Beim Laden gibts Vorteile für BMW: Für eine volle Ladung Wechselstrom mit maximal elf Kilowatt dauerts beim BYD 8,5 Stunden, beim BMW sieben. Und am Schnelllader tankt der BYD nur mit schmalen 150 kW (BMW mit 180 kW) – und so dauert es etwas mehr als eine halbe Stunde, um den Energiegehalt beider Batterien von 10 auf 80 Prozent zu laden. Auch bei der Batteriegarantie schwingt BMW oben aus. Für den i4 gilt zehn Jahre oder 250’000 Kilometer, für den Seal acht Jahre oder 200’000 Kilometer.
Der Preis ist heiss
Kommen wir schliesslich zum Kriterium Preis. Da hat, wenig überraschend, der BYD Seal die Nase vorn. Und zwar deutlich. In der Ausstattungsvariante Design startet er in Deutschland (der Marktstart in der Schweiz wird Ende Februar am Genfer Autosalon bekannt gegeben, soll aber noch 2024 erfolgen) bei 44’990 Euro. Und selbst die Allradversion mit über 530 PS und reichhaltigerer Ausstattung bleibt mit 50’990 Euro noch immer deutlich unter dem Basispreis des BMW i4 eDrive35, der in Deutschland ab 56’500 Euro und in der Schweiz ab 62’800 Franken erhältlich ist.

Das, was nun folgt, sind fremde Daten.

//! File-backed storage service: directory layout, line-oriented JSONL
//! read/write, atomic rewrites, and advisory file locks (spec.md §4.1).

use std::fs::{self, File, OpenOptions};
use std::io::{BufRead, BufReader, Write};
use std::path::{Path, PathBuf};
use std::thread;
use std::time::{Duration, Instant};

use anyhow::{anyhow, Context};
use serde::de::DeserializeOwned;
use serde::Serialize;

const LOCK_RETRY_BUDGET: Duration = Duration::from_millis(5_000);
const LOCK_RETRY_INTERVAL: Duration = Duration::from_millis(20);

/// Root directory layout: `<root>/<lang-pair>/*.jsonl` and `<root>/user/*`.
#[derive(Clone, Debug)]
pub struct FileStorage {
    root: PathBuf,
}

impl FileStorage {
    pub fn new(root: impl Into<PathBuf>) -> anyhow::Result<Self> {
        let root = root.into();
        fs::create_dir_all(&root)
            .with_context(|| format!("create data root: {}", root.display()))?;
        fs::create_dir_all(root.join("user"))
            .with_context(|| format!("create user dir: {}", root.join("user").display()))?;
        Ok(Self { root })
    }

    #[must_use]
    pub fn root(&self) -> &Path {
        &self.root
    }

    #[must_use]
    pub fn language_dir(&self, lang_pair: &str) -> PathBuf {
        self.root.join(lang_pair)
    }

    #[must_use]
    pub fn user_dir(&self) -> PathBuf {
        self.root.join("user")
    }

    pub fn language_file(&self, lang_pair: &str, name: &str) -> anyhow::Result<PathBuf> {
        let dir = self.language_dir(lang_pair);
        fs::create_dir_all(&dir).with_context(|| format!("create lang dir: {}", dir.display()))?;
        Ok(dir.join(name))
    }

    pub fn user_file(&self, name: &str) -> PathBuf {
        self.user_dir().join(name)
    }
}

/// Decode a file's bytes as text, detecting BOMs and falling back to the
/// zero-byte heuristic for UTF-16LE described in spec.md §4.1.
pub fn read_all_text(path: &Path) -> anyhow::Result<String> {
    if !path.exists() {
        return Ok(String::new());
    }
    let bytes = fs::read(path).with_context(|| format!("read file: {}", path.display()))?;
    Ok(decode_text(&bytes))
}

#[must_use]
pub fn decode_text(bytes: &[u8]) -> String {
    if bytes.starts_with(&[0xEF, 0xBB, 0xBF]) {
        return String::from_utf8_lossy(&bytes[3..]).into_owned();
    }
    if bytes.starts_with(&[0xFF, 0xFE]) {
        let (text, _, _) = encoding_rs::UTF_16LE.decode(&bytes[2..]);
        return text.into_owned();
    }
    if bytes.starts_with(&[0xFE, 0xFF]) {
        let (text, _, _) = encoding_rs::UTF_16BE.decode(&bytes[2..]);
        return text.into_owned();
    }
    let sample_len = bytes.len().min(2000);
    let sample = &bytes[..sample_len];
    if sample_len > 0 {
        let zero_count = sample.iter().filter(|&&b| b == 0).count();
        if zero_count * 10 >= sample_len {
            let (text, _, _) = encoding_rs::UTF_16LE.decode(bytes);
            return text.into_owned();
        }
    }
    String::from_utf8(bytes.to_vec())
        .unwrap_or_else(|_| String::from_utf8_lossy(bytes).into_owned())
}

/// Lazily read a JSONL file: one object per line, blank lines and malformed
/// lines silently skipped. Missing files yield an empty iterator, never an
/// error (spec.md §4.1 failure semantics).
pub fn read_jsonl<T: DeserializeOwned>(path: &Path) -> anyhow::Result<Vec<T>> {
    if !path.exists() {
        return Ok(Vec::new());
    }
    let file = File::open(path).with_context(|| format!("open jsonl: {}", path.display()))?;
    let reader = BufReader::new(file);
    let mut out = Vec::new();
    for line in reader.lines() {
        let line = match line {
            Ok(l) => l,
            Err(_) => continue,
        };
        let trimmed = line.trim();
        if trimmed.is_empty() {
            continue;
        }
        if let Ok(item) = serde_json::from_str::<T>(trimmed) {
            out.push(item);
        }
        // Malformed lines are dropped silently; spec.md §7 DataFormatError is
        // counted by callers that care (repositories track a skip counter),
        // never surfaced per-request.
    }
    Ok(out)
}

/// Atomically rewrite a JSONL file: write to `<file>.tmp`, flush, rename over
/// the original. Must be performed under `with_file_lock` by callers that
/// mutate shared files.
pub fn rewrite_jsonl<T: Serialize>(path: &Path, items: &[T]) -> anyhow::Result<()> {
    if let Some(parent) = path.parent() {
        fs::create_dir_all(parent)
            .with_context(|| format!("create parent dir: {}", parent.display()))?;
    }
    let tmp_path = tmp_path_for(path);
    {
        let mut file = File::create(&tmp_path)
            .with_context(|| format!("create tmp file: {}", tmp_path.display()))?;
        for item in items {
            let line = serde_json::to_string(item).context("serialize jsonl entry")?;
            writeln!(file, "{line}").with_context(|| format!("write tmp file: {}", tmp_path.display()))?;
        }
        file.flush().context("flush tmp file")?;
    }
    fs::rename(&tmp_path, path)
        .with_context(|| format!("rename {} -> {}", tmp_path.display(), path.display()))?;
    Ok(())
}

/// Append a single JSON line to a file, creating it if necessary.
pub fn append_jsonl<T: Serialize>(path: &Path, item: &T) -> anyhow::Result<()> {
    if let Some(parent) = path.parent() {
        fs::create_dir_all(parent)
            .with_context(|| format!("create parent dir: {}", parent.display()))?;
    }
    let mut file = OpenOptions::new()
        .create(true)
        .append(true)
        .open(path)
        .with_context(|| format!("open for append: {}", path.display()))?;
    let line = serde_json::to_string(item).context("serialize jsonl entry")?;
    writeln!(file, "{line}").with_context(|| format!("append to: {}", path.display()))?;
    Ok(())
}

fn tmp_path_for(path: &Path) -> PathBuf {
    let mut name = path
        .file_name()
        .map(|n| n.to_os_string())
        .unwrap_or_default();
    name.push(".tmp");
    path.with_file_name(name)
}

fn lock_path_for(target: &Path) -> PathBuf {
    let mut name = target
        .file_name()
        .map(|n| n.to_os_string())
        .unwrap_or_default();
    name.push(".lock");
    target.with_file_name(name)
}

/// An advisory, cross-process lock held by exclusively creating
/// `<target>.lock`. Retries with backoff up to ~5s; releases by deleting the
/// lock file, even on panic unwind through the action closure.
pub struct FileLockGuard {
    path: PathBuf,
}

impl Drop for FileLockGuard {
    fn drop(&mut self) {
        let _ = fs::remove_file(&self.path);
    }
}

fn acquire_lock(target: &Path) -> anyhow::Result<FileLockGuard> {
    let lock_path = lock_path_for(target);
    if let Some(parent) = lock_path.parent() {
        fs::create_dir_all(parent).ok();
    }
    let deadline = Instant::now() + LOCK_RETRY_BUDGET;
    loop {
        match OpenOptions::new().create_new(true).write(true).open(&lock_path) {
            Ok(_) => return Ok(FileLockGuard { path: lock_path }),
            Err(e) if e.kind() == std::io::ErrorKind::AlreadyExists => {
                if Instant::now() >= deadline {
                    return Err(anyhow!(
                        "lock timeout acquiring {} after {:?}",
                        lock_path.display(),
                        LOCK_RETRY_BUDGET
                    ));
                }
                thread::sleep(LOCK_RETRY_INTERVAL);
            }
            Err(e) => {
                return Err(anyhow::Error::new(e))
                    .with_context(|| format!("create lock file: {}", lock_path.display()))
            }
        }
    }
}

/// Run `action` while holding the advisory lock on `target`. All mutations to
/// shared files go through this.
pub fn with_file_lock<T>(
    target: &Path,
    action: impl FnOnce() -> anyhow::Result<T>,
) -> anyhow::Result<T> {
    let _guard = acquire_lock(target)?;
    action()
}

#[cfg(test)]
mod tests {
    use super::*;
    use serde::Deserialize;
    use tempfile::tempdir;

    #[derive(Serialize, Deserialize, PartialEq, Debug)]
    struct Item {
        n: u32,
    }

    #[test]
    fn read_jsonl_skips_blank_and_malformed_lines() {
        let dir = tempdir().unwrap();
        let path = dir.path().join("items.jsonl");
        fs::write(&path, "{\"n\":1}\n\nnot json\n{\"n\":2}\n").unwrap();
        let items: Vec<Item> = read_jsonl(&path).unwrap();
        assert_eq!(items, vec![Item { n: 1 }, Item { n: 2 }]);
    }

    #[test]
    fn missing_file_reads_as_empty() {
        let dir = tempdir().unwrap();
        let path = dir.path().join("missing.jsonl");
        let items: Vec<Item> = read_jsonl(&path).unwrap();
        assert!(items.is_empty());
    }

    #[test]
    fn rewrite_is_atomic_and_replaces_contents() {
        let dir = tempdir().unwrap();
        let path = dir.path().join("items.jsonl");
        rewrite_jsonl(&path, &[Item { n: 1 }, Item { n: 2 }]).unwrap();
        let items: Vec<Item> = read_jsonl(&path).unwrap();
        assert_eq!(items, vec![Item { n: 1 }, Item { n: 2 }]);
        rewrite_jsonl(&path, &[Item { n: 3 }]).unwrap();
        let items: Vec<Item> = read_jsonl(&path).unwrap();
        assert_eq!(items, vec![Item { n: 3 }]);
        assert!(!dir.path().join("items.jsonl.tmp").exists());
    }

    #[test]
    fn append_adds_single_line() {
        let dir = tempdir().unwrap();
        let path = dir.path().join("items.jsonl");
        append_jsonl(&path, &Item { n: 1 }).unwrap();
        append_jsonl(&path, &Item { n: 2 }).unwrap();
        let items: Vec<Item> = read_jsonl(&path).unwrap();
        assert_eq!(items, vec![Item { n: 1 }, Item { n: 2 }]);
    }

    #[test]
    fn with_file_lock_excludes_concurrent_acquire() {
        let dir = tempdir().unwrap();
        let target = dir.path().join("items.jsonl");
        let _guard = acquire_lock(&target).unwrap();
        let lock_path = lock_path_for(&target);
        assert!(lock_path.exists());
        drop(_guard);
        assert!(!lock_path.exists());
    }

    #[test]
    fn decode_text_handles_utf8_bom() {
        let mut bytes = vec![0xEF, 0xBB, 0xBF];
        bytes.extend_from_slice("hello".as_bytes());
        assert_eq!(decode_text(&bytes), "hello");
    }
}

Fazit: Der BMW i4 eDrive 35 bietet mehr Fahrspass, Vorteile beim Laden und steht für einen spürbaren elektrischen Premiumanspruch. Doch der günstige Preis und der grössere Innenraum lassen den BYD Seal diesen Vergleich letztlich dennoch knapp gewinnen. Denn es stellt sich auch die Grundsatzfrage, wie wichtig Kunden künftig noch ein europäisches Gütesiegel à la BMW oder das Plus an Fahrdynamik ist?